## Aim of the exercise:
The answer should be every line below, retyped exactly.

::: Entries provided

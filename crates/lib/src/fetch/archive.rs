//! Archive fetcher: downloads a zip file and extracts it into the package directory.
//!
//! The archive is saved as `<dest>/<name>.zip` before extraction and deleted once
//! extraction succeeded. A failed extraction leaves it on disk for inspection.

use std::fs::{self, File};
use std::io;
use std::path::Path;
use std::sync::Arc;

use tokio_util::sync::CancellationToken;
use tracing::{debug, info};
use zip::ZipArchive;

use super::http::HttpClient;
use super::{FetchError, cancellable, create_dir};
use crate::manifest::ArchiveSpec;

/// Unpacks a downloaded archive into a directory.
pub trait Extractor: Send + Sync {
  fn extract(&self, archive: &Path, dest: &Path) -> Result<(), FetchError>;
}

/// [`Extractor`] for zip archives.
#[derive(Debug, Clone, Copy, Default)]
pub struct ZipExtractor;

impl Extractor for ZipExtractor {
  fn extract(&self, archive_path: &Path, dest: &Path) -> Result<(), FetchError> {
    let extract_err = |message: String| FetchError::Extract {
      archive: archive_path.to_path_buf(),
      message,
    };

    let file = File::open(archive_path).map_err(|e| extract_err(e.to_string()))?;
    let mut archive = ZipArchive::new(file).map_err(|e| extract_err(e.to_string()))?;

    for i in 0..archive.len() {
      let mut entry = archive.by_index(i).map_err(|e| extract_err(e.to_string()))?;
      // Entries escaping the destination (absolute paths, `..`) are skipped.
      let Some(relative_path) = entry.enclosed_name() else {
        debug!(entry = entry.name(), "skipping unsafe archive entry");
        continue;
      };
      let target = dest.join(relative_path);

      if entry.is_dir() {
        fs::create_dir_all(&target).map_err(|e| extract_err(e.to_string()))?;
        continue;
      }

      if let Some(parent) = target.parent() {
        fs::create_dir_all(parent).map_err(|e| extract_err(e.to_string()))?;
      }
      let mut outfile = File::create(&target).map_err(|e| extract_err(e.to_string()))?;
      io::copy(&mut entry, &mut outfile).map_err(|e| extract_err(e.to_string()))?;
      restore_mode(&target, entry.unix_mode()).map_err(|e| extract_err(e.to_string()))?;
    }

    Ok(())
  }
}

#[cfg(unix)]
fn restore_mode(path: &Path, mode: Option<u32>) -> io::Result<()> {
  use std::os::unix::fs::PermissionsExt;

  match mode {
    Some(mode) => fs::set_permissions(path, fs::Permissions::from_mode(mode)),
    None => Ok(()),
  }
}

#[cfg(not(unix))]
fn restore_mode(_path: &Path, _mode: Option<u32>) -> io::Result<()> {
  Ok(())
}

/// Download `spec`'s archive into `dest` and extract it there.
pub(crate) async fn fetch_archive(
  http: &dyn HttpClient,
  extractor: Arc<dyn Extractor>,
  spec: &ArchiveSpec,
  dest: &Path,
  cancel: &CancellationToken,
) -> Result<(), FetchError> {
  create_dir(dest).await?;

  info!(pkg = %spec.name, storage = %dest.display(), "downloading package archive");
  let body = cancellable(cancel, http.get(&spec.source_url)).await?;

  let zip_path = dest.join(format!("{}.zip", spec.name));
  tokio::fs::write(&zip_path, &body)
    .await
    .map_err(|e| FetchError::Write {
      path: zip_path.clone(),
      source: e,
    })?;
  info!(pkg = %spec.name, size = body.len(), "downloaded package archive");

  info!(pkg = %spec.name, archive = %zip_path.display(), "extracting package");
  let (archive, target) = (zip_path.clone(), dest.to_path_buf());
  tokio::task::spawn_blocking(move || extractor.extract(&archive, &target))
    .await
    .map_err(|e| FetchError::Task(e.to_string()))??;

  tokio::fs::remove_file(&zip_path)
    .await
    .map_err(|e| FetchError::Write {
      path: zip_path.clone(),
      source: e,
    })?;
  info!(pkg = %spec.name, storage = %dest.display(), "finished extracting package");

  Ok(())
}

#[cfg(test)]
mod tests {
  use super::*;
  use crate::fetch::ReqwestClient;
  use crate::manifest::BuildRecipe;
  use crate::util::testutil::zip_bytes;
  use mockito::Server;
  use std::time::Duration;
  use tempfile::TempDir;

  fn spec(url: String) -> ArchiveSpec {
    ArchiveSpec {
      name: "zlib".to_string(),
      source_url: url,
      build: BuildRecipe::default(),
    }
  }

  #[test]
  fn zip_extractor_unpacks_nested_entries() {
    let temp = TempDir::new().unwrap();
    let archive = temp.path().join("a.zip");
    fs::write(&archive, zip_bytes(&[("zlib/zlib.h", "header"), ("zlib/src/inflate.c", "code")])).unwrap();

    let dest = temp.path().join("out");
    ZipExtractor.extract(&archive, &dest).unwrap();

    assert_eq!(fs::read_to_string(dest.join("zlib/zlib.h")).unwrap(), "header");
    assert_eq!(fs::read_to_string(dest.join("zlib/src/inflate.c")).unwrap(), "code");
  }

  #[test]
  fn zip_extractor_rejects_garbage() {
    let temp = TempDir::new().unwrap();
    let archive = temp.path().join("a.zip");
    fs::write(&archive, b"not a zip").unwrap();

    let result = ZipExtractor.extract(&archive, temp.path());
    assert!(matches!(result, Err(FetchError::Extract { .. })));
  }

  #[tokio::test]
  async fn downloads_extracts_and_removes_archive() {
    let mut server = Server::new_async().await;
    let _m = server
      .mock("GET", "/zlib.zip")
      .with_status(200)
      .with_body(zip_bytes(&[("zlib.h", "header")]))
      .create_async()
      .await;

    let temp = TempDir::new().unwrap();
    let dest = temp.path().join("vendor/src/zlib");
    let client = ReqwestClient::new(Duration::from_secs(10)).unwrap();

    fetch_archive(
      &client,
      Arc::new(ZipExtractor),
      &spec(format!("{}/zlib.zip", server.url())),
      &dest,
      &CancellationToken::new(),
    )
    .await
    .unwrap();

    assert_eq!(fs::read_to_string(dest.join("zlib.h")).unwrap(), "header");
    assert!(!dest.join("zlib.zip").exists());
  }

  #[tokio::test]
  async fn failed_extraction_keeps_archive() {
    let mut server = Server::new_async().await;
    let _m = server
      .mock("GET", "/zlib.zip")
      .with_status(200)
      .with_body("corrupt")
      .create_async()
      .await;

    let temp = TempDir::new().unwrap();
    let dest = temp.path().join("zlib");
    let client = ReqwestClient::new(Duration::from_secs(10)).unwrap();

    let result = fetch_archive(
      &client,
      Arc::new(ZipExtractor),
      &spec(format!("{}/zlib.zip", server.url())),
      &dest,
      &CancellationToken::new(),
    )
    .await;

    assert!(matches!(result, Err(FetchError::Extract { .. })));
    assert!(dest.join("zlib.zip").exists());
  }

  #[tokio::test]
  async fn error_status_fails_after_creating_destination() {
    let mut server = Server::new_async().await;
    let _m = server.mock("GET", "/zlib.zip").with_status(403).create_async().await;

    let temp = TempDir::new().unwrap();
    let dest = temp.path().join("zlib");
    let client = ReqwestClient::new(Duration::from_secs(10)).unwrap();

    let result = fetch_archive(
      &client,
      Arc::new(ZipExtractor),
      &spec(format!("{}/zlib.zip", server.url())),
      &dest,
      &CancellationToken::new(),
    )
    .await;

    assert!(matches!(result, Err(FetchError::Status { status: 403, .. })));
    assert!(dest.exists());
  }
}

::::::

## Written answer:
filename crates/lib/src/fetch/archive.rs
//! Archive fetcher: downloads a zip file and extracts it into the package directory.
//!
//! The archive is saved as `<dest>/<name>.zip` before extraction and deleted once
//! extraction succeeded. A failed extraction leaves it on disk for inspection.

use std::fs::{self, File};
use std::io;
use std::path::Path;
use std::sync::Arc;

use tokio_util::sync::CancellationToken;
use tracing::{debug, info};
use zip::ZipArchive;

use super::http::HttpClient;
use super::{FetchError, cancellable, create_dir};
use crate::manifest::ArchiveSpec;

/// Unpacks a downloaded archive into a directory.
pub trait Extractor: Send + Sync {
  fn extract(&self, archive: &Path, dest: &Path) -> Result<(), FetchError>;
}

/// [`Extractor`] for zip archives.
#[derive(Debug, Clone, Copy, Default)]
pub struct ZipExtractor;

impl Extractor for ZipExtractor {
  fn extract(&self, archive_path: &Path, dest: &Path) -> Result<(), FetchError> {
    let extract_err = |message: String| FetchError::Extract {
      archive: archive_path.to_path_buf(),
      message,
    };

    let file = File::open(archive_path).map_err(|e| extract_err(e.to_string()))?;
    let mut archive = ZipArchive::new(file).map_err(|e| extract_err(e.to_string()))?;

    for i in 0..archive.len() {
      let mut entry = archive.by_index(i).map_err(|e| extract_err(e.to_string()))?;
      // Entries escaping the destination (absolute paths, `..`) are skipped.
      let Some(relative_path) = entry.enclosed_name() else {
        debug!(entry = entry.name(), "skipping unsafe archive entry");
        continue;
      };
      let target = dest.join(relative_path);

      if entry.is_dir() {
        fs::create_dir_all(&target).map_err(|e| extract_err(e.to_string()))?;
        continue;
      }

      if let Some(parent) = target.parent() {
        fs::create_dir_all(parent).map_err(|e| extract_err(e.to_string()))?;
      }
      let mut outfile = File::create(&target).map_err(|e| extract_err(e.to_string()))?;
      io::copy(&mut entry, &mut outfile).map_err(|e| extract_err(e.to_string()))?;
      restore_mode(&target, entry.unix_mode()).map_err(|e| extract_err(e.to_string()))?;
    }

    Ok(())
  }
}

#[cfg(unix)]
fn restore_mode(path: &Path, mode: Option<u32>) -> io::Result<()> {
  use std::os::unix::fs::PermissionsExt;

  match mode {
    Some(mode) => fs::set_permissions(path, fs::Permissions::from_mode(mode)),
    None => Ok(()),
  }
}

#[cfg(not(unix))]
fn restore_mode(_path: &Path, _mode: Option<u32>) -> io::Result<()> {
  Ok(())
}

/// Download `spec`'s archive into `dest` and extract it there.
pub(crate) async fn fetch_archive(
  http: &dyn HttpClient,
  extractor: Arc<dyn Extractor>,
  spec: &ArchiveSpec,
  dest: &Path,
  cancel: &CancellationToken,
) -> Result<(), FetchError> {
  create_dir(dest).await?;

  info!(pkg = %spec.name, storage = %dest.display(), "downloading package archive");
  let body = cancellable(cancel, http.get(&spec.source_url)).await?;

  let zip_path = dest.join(format!("{}.zip", spec.name));
  tokio::fs::write(&zip_path, &body)
    .await
    .map_err(|e| FetchError::Write {
      path: zip_path.clone(),
      source: e,
    })?;
  info!(pkg = %spec.name, size = body.len(), "downloaded package archive");

  info!(pkg = %spec.name, archive = %zip_path.display(), "extracting package");
  let (archive, target) = (zip_path.clone(), dest.to_path_buf());
  tokio::task::spawn_blocking(move || extractor.extract(&archive, &target))
    .await
    .map_err(|e| FetchError::Task(e.to_string()))??;

  tokio::fs::remove_file(&zip_path)
    .await
    .map_err(|e| FetchError::Write {
      path: zip_path.clone(),
      source: e,
    })?;
  info!(pkg = %spec.name, storage = %dest.display(), "finished extracting package");

  Ok(())
}

#[cfg(test)]
mod tests {
  use super::*;
  use crate::fetch::ReqwestClient;
  use crate::manifest::BuildRecipe;
  use crate::util::testutil::zip_bytes;
  use mockito::Server;
  use std::time::Duration;
  use tempfile::TempDir;

  fn spec(url: String) -> ArchiveSpec {
    ArchiveSpec {
      name: "zlib".to_string(),
      source_url: url,
      build: BuildRecipe::default(),
    }
  }

  #[test]
  fn zip_extractor_unpacks_nested_entries() {
    let temp = TempDir::new().unwrap();
    let archive = temp.path().join("a.zip");
    fs::write(&archive, zip_bytes(&[("zlib/zlib.h", "header"), ("zlib/src/inflate.c", "code")])).unwrap();

    let dest = temp.path().join("out");
    ZipExtractor.extract(&archive, &dest).unwrap();

    assert_eq!(fs::read_to_string(dest.join("zlib/zlib.h")).unwrap(), "header");
    assert_eq!(fs::read_to_string(dest.join("zlib/src/inflate.c")).unwrap(), "code");
  }

  #[test]
  fn zip_extractor_rejects_garbage() {
    let temp = TempDir::new().unwrap();
    let archive = temp.path().join("a.zip");
    fs::write(&archive, b"not a zip").unwrap();

    let result = ZipExtractor.extract(&archive, temp.path());
    assert!(matches!(result, Err(FetchError::Extract { .. })));
  }

  #[tokio::test]
  async fn downloads_extracts_and_removes_archive() {
    let mut server = Server::new_async().await;
    let _m = server
      .mock("GET", "/zlib.zip")
      .with_status(200)
      .with_body(zip_bytes(&[("zlib.h", "header")]))
      .create_async()
      .await;

    let temp = TempDir::new().unwrap();
    let dest = temp.path().join("vendor/src/zlib");
    let client = ReqwestClient::new(Duration::from_secs(10)).unwrap();

    fetch_archive(
      &client,
      Arc::new(ZipExtractor),
      &spec(format!("{}/zlib.zip", server.url())),
      &dest,
      &CancellationToken::new(),
    )
    .await
    .unwrap();

    assert_eq!(fs::read_to_string(dest.join("zlib.h")).unwrap(), "header");
    assert!(!dest.join("zlib.zip").exists());
  }

  #[tokio::test]
  async fn failed_extraction_keeps_archive() {
    let mut server = Server::new_async().await;
    let _m = server
      .mock("GET", "/zlib.zip")
      .with_status(200)
      .with_body("corrupt")
      .create_async()
      .await;

    let temp = TempDir::new().unwrap();
    let dest = temp.path().join("zlib");
    let client = ReqwestClient::new(Duration::from_secs(10)).unwrap();

    let result = fetch_archive(
      &client,
      Arc::new(ZipExtractor),
      &spec(format!("{}/zlib.zip", server.url())),
      &dest,
      &CancellationToken::new(),
    )
    .await;

    assert!(matches!(result, Err(FetchError::Extract { .. })));
    assert!(dest.join("zlib.zip").exists());
  }

  #[tokio::test]
  async fn error_status_fails_after_creating_destination() {
    let mut server = Server::new_async().await;
    let _m = server.mock("GET", "/zlib.zip").with_status(403).create_async().await;

    let temp = TempDir::new().unwrap();
    let dest = temp.path().join("zlib");
    let client = ReqwestClient::new(Duration::from_secs(10)).unwrap();

    let result = fetch_archive(
      &client,
      Arc::new(ZipExtractor),
      &spec(format!("{}/zlib.zip", server.url())),
      &dest,
      &CancellationToken::new(),
    )
    .await;

    assert!(matches!(result, Err(FetchError::Status { status: 403, .. })));
    assert!(dest.exists());
  }
}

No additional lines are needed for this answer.